Hallucination Guard — 4-Layer AI Fabrication Defense

Detect and prevent AI agent hallucinations during task execution. Use when: (1) an agent claims to have created files, commits, or artifacts — verify them, (2) an agent produces data reports or numbers — audit against source, (3) running long multi-step tasks where fabrication risk is high, (4) you need cross-model verification of critical outputs.
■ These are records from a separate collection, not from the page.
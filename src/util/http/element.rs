//! 以位置路徑定位 HTML 節點
//!
//! 目標網站的數據都包在層層巢狀、class 名稱混淆過的容器裡，沒有穩定的 id，
//! 只能用「標籤 + 第幾個」一路往下定位。網站改版時路徑就會失效，定位不到時一律回傳空結果。

use std::fmt::{self, Write as _};

use anyhow::{anyhow, Result};
use scraper::{ElementRef, Html, Selector};

/// 同層兄弟節點中的序位 (從 1 開始)
#[derive(Debug, Copy, Clone, PartialEq, Eq)]
pub enum Ordinal {
    /// 同標籤的兄弟節點中第 n 個 (`:nth-of-type`)
    OfType(usize),
    /// 所有兄弟元素中第 n 個 (`:nth-child`)
    Child(usize),
}

/// 路徑中的一步
#[derive(Debug, Clone, PartialEq, Eq)]
pub struct Step {
    tag: Option<&'static str>,
    id: Option<&'static str>,
    class: Option<&'static str>,
    ordinal: Option<Ordinal>,
}

impl Step {
    /// 第 n 個 `tag` 標籤
    pub const fn nth(tag: &'static str, n: usize) -> Self {
        Step {
            tag: Some(tag),
            id: None,
            class: None,
            ordinal: Some(Ordinal::OfType(n)),
        }
    }

    /// 父節點的第 n 個子元素，且標籤為 `tag`
    pub const fn nth_child(tag: &'static str, n: usize) -> Self {
        Step {
            tag: Some(tag),
            id: None,
            class: None,
            ordinal: Some(Ordinal::Child(n)),
        }
    }

    /// 以 id 錨定，例如 `#annual_income_statement`
    pub const fn id(id: &'static str) -> Self {
        Step {
            tag: None,
            id: Some(id),
            class: None,
            ordinal: None,
        }
    }

    /// 以 class 錨定，例如 `.D(tbrg)`
    pub const fn class(class: &'static str) -> Self {
        Step {
            tag: None,
            id: None,
            class: Some(class),
            ordinal: None,
        }
    }

    /// 加上 class 條件，例如 `tr.fi-row`
    pub const fn with_class(mut self, class: &'static str) -> Self {
        self.class = Some(class);
        self
    }
}

impl fmt::Display for Step {
    fn fmt(&self, f: &mut fmt::Formatter<'_>) -> fmt::Result {
        if let Some(tag) = self.tag {
            f.write_str(tag)?;
        }

        if let Some(id) = self.id {
            f.write_char('#')?;
            write_escaped(f, id)?;
        }

        if let Some(class) = self.class {
            f.write_char('.')?;
            write_escaped(f, class)?;
        }

        match self.ordinal {
            Some(Ordinal::OfType(n)) => write!(f, ":nth-of-type({})", n),
            Some(Ordinal::Child(n)) => write!(f, ":nth-child({})", n),
            None => Ok(()),
        }
    }
}

/// 混淆過的 class 名稱常含有 `(`、`)` 等字元，需跳脫才能當 CSS 識別字
fn write_escaped(f: &mut fmt::Formatter<'_>, ident: &str) -> fmt::Result {
    for c in ident.chars() {
        if !(c.is_ascii_alphanumeric() || c == '-' || c == '_') {
            f.write_char('\\')?;
        }
        f.write_char(c)?;
    }

    Ok(())
}

/// 由根節點往下的位置路徑。第一步可在文件任意位置比對，之後每一步都是上一步的直接子節點。
#[derive(Debug, Clone, PartialEq, Eq, Default)]
pub struct SelectorPath {
    steps: Vec<Step>,
}

impl SelectorPath {
    pub fn root(step: Step) -> Self {
        SelectorPath { steps: vec![step] }
    }

    pub fn child(mut self, step: Step) -> Self {
        self.steps.push(step);
        self
    }

    pub fn steps(&self) -> &[Step] {
        &self.steps
    }

    /// 轉成 `scraper::Selector`
    pub fn compile(&self) -> Result<Selector> {
        let css = self.to_string();
        Selector::parse(&css)
            .map_err(|why| anyhow!("Failed to Selector::parse({}) because: {:?}", css, why))
    }
}

impl fmt::Display for SelectorPath {
    fn fmt(&self, f: &mut fmt::Formatter<'_>) -> fmt::Result {
        for (i, step) in self.steps.iter().enumerate() {
            if i > 0 {
                f.write_str(" > ")?;
            }
            write!(f, "{}", step)?;
        }

        Ok(())
    }
}

/// 依路徑找出所有符合的節點，路徑無法解析或比對不到時回傳空的 `Vec`
pub fn locate<'a>(document: &'a Html, path: &SelectorPath) -> Vec<ElementRef<'a>> {
    match path.compile() {
        Ok(selector) => document.select(&selector).collect(),
        Err(_) => Vec::new(),
    }
}

/// 將比對結果序列化成 `[<td>..</td>, ..]` 的文字，沒有結果時為 `[]`
pub fn serialize(matches: &[ElementRef<'_>]) -> String {
    let mut out = String::from("[");
    for (i, element) in matches.iter().enumerate() {
        if i > 0 {
            out.push_str(", ");
        }
        out.push_str(&element.html());
    }
    out.push(']');
    out
}

/// 第一個符合節點的文字內容 (已去除前後空白)
pub fn first_text(document: &Html, path: &SelectorPath) -> Option<String> {
    locate(document, path)
        .first()
        .map(|element| element.text().collect::<String>().trim().to_string())
}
Provides 4-layer defense: L0 context hygiene, L1 claim-evidence protocol, L2 cross-model audit, L3 drift detection. NOT for: simple Q&A, opinion-based tasks, or conversations where factual accuracy is not critical.

Audits

Pending

ClawScanPass

Agentic behavior and permission review.

Static analysisPending

Pattern checks against bundled files.

VirusTotalPending

Multi-engine malware detections and file reputation.

Install

openclaw skills install hallucination-guard

Hallucination Guard

4-layer defense against agent fabrication. Each layer is independent — use one or combine.

When Hallucinations Happen

Highest risk conditions (apply more layers when these are present):

Extended sessions (>50 turns or >30min continuous work)
Tasks involving file creation, code, git, or data analysis
Agent reporting quantitative results (numbers, metrics, PnL)
Multiple sequential "successes" with no errors or retries

Layer 0: Context Hygiene (Prevention)

Reduce hallucination probability before it starts.

For long tasks (>10 steps):

Break into segments of ≤8 steps each
Between segments: flush working state to a file, reload from file (not from in-context memory)
Each segment starts with read of the state file — never trust carried-over context for facts

For data-intensive tasks:

Load source data from files at point of use, not from earlier context
If a number was mentioned 20+ turns ago, re-read the source before citing it

Cost: Zero. This is a workflow discipline, not an API call.

Layer 1: Claim-Evidence Protocol (Detection)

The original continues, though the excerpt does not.